■ **Exercise prompt**
Pull every line holding the string "into" from the records below.

■ **Material provided**
--- START ---
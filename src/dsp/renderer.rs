//! Offline renderer — drives a voice block by block into a buffer or WAV.

use crate::config::VoiceConfig;
use crate::error::{Error, Result};

use super::pitch::Pitch;
use super::voice::Voice;

/// Default host block length.
pub const DEFAULT_BLOCK_SIZE: usize = 64;

/// Render `frames` mono samples of one held note.
pub fn render_note(
    config: &VoiceConfig,
    pitch: Pitch,
    frames: usize,
    block_size: usize,
) -> Result<Vec<f32>> {
    if block_size == 0 {
        return Err(Error::Config("block size must be non-zero".into()));
    }
    let mut voice = Voice::new(config.clone())?;
    log::info!(
        "rendering note {} (+{}/255) for {frames} frames in blocks of {block_size}",
        pitch.note,
        pitch.fine
    );
    voice.note_on(pitch);

    let mut output = vec![0.0f32; frames];
    for block in output.chunks_mut(block_size) {
        voice.process_block_f32(pitch, block);
    }
    Ok(output)
}

/// Render one held note to a 16-bit mono PCM WAV file as bytes.
pub fn render_note_wav(
    config: &VoiceConfig,
    pitch: Pitch,
    frames: usize,
    block_size: usize,
) -> Result<Vec<u8>> {
    let samples = render_note(config, pitch, frames, block_size)?;
    Ok(encode_wav_mono16(&samples, config.sample_rate.round() as u32))
}

/// Float sample in [-1, 1] to signed 16-bit PCM.
#[inline]
fn to_pcm16(s: f32) -> i16 {
    (s * i16::MAX as f32).round().clamp(i16::MIN as f32, i16::MAX as f32) as i16
}

/// Encode mono float samples as a 16-bit PCM WAV byte buffer.
fn encode_wav_mono16(samples: &[f32], sample_rate: u32) -> Vec<u8> {
    const HEADER_LEN: usize = 44;
    const BYTES_PER_SAMPLE: u16 = 2;

    let data_len = (samples.len() * BYTES_PER_SAMPLE as usize) as u32;
    let mut buf = Vec::with_capacity(HEADER_LEN + data_len as usize);

    buf.extend_from_slice(b"RIFF");
    buf.extend_from_slice(&(HEADER_LEN as u32 - 8 + data_len).to_le_bytes());
    buf.extend_from_slice(b"WAVE");

    buf.extend_from_slice(b"fmt ");
    buf.extend_from_slice(&16u32.to_le_bytes());
    buf.extend_from_slice(&1u16.to_le_bytes()); // PCM
    buf.extend_from_slice(&1u16.to_le_bytes()); // mono
    buf.extend_from_slice(&sample_rate.to_le_bytes());
    buf.extend_from_slice(&(sample_rate * BYTES_PER_SAMPLE as u32).to_le_bytes());
    buf.extend_from_slice(&BYTES_PER_SAMPLE.to_le_bytes());
    buf.extend_from_slice(&(BYTES_PER_SAMPLE * 8).to_le_bytes());

    buf.extend_from_slice(b"data");
    buf.extend_from_slice(&data_len.to_le_bytes());
    for &s in samples {
        buf.extend_from_slice(&to_pcm16(s).to_le_bytes());
    }
    buf
}
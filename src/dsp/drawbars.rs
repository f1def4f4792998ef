//! Drawbar amplitude registers.
//!
//! Two editable banks (A and B) are crossfaded into the working bank that
//! the partial bank reads. Edits land in whichever bank the mix slider is
//! closer to.

use serde::{Deserialize, Serialize};

/// Number of drawbar partials.
pub const PARTIAL_COUNT: usize = 9;

/// Drawbar index that addresses the A/B mix slider instead of a partial.
pub const MIX_SLOT: usize = PARTIAL_COUNT;

/// Ceiling for a single partial; nine partials at full level stay
/// below clipping.
pub const AMP_MAX: f32 = 0.2;

pub const AMP_0: f32 = 0.0;

/// Semitone offset of each partial from the played note.
pub const DRAWBAR_SEMITONES: [i8; PARTIAL_COUNT] = [-12, 7, 0, 12, 19, 24, 28, 31, 36];

/// Amplitude register selector.
#[derive(Debug, Clone, Copy, PartialEq, Eq, Serialize, Deserialize)]
#[serde(rename_all = "lowercase")]
pub enum Register {
    A,
    B,
    Working,
}

impl Register {
    /// Bank that receives edits at the given mix position.
    #[inline]
    pub fn edit_target(mix: f32) -> Register {
        if mix < 0.5 { Register::A } else { Register::B }
    }
}

/// A/B/Working amplitude banks plus the mix coefficient.
#[derive(Debug, Clone)]
pub struct Drawbars {
    a: [f32; PARTIAL_COUNT],
    b: [f32; PARTIAL_COUNT],
    working: [f32; PARTIAL_COUNT],
    mix: f32,
    amp_sum: f32,
}

impl Default for Drawbars {
    fn default() -> Self {
        Drawbars::new(DEFAULT_REGISTER_A, DEFAULT_REGISTER_B, 0.0)
    }
}

/// Factory bank A: 16', 5 1/3' and 8' fully out.
pub const DEFAULT_REGISTER_A: [f32; PARTIAL_COUNT] = [
    AMP_MAX, AMP_MAX, AMP_MAX, AMP_0, AMP_0, AMP_0, AMP_0, AMP_0, AMP_0,
];

/// Factory bank B: every drawbar fully out.
pub const DEFAULT_REGISTER_B: [f32; PARTIAL_COUNT] = [AMP_MAX; PARTIAL_COUNT];

impl Drawbars {
    /// Create from absolute amplitudes (already scaled to `AMP_MAX`).
    pub fn new(a: [f32; PARTIAL_COUNT], b: [f32; PARTIAL_COUNT], mix: f32) -> Self {
        let mut bars = Drawbars {
            a,
            b,
            working: [AMP_0; PARTIAL_COUNT],
            mix,
            amp_sum: 0.0,
        };
        bars.recompute();
        bars
    }

    /// Apply an edit from the shared amplitude control.
    ///
    /// `index < PARTIAL_COUNT` writes `value * AMP_MAX` into the bank the
    /// mix currently favours; `index == MIX_SLOT` moves the mix itself.
    /// Other indices only trigger the recompute.
    pub fn set_amplitude(&mut self, index: usize, value: f32) {
        if index < PARTIAL_COUNT {
            let amp = value * AMP_MAX;
            match Register::edit_target(self.mix) {
                Register::A => self.a[index] = amp,
                _ => self.b[index] = amp,
            }
        } else if index == MIX_SLOT {
            self.mix = value;
        }
        self.recompute();
    }

    /// Rebuild the working bank and its sum from A, B and the mix.
    fn recompute(&mut self) {
        let mix = self.mix;
        let mut sum = 0.0;
        for i in 0..PARTIAL_COUNT {
            self.working[i] = (1.0 - mix) * self.a[i] + mix * self.b[i];
            sum += self.working[i];
        }
        self.amp_sum = sum;
    }

    #[inline]
    pub fn working(&self) -> &[f32; PARTIAL_COUNT] {
        &self.working
    }

    pub fn register(&self, reg: Register) -> &[f32; PARTIAL_COUNT] {
        match reg {
            Register::A => &self.a,
            Register::B => &self.b,
            Register::Working => &self.working,
        }
    }

    pub fn mix(&self) -> f32 {
        self.mix
    }

    /// Sum of the working amplitudes.
    pub fn amp_sum(&self) -> f32 {
        self.amp_sum
    }
}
--- END ---
■ **Expected answer**
//! Offline renderer — drives a voice block by block into a buffer or WAV.
        return Err(Error::Config("block size must be non-zero".into()));
//! Two editable banks (A and B) are crossfaded into the working bank that
    /// `index < PARTIAL_COUNT` writes `value * AMP_MAX` into the bank the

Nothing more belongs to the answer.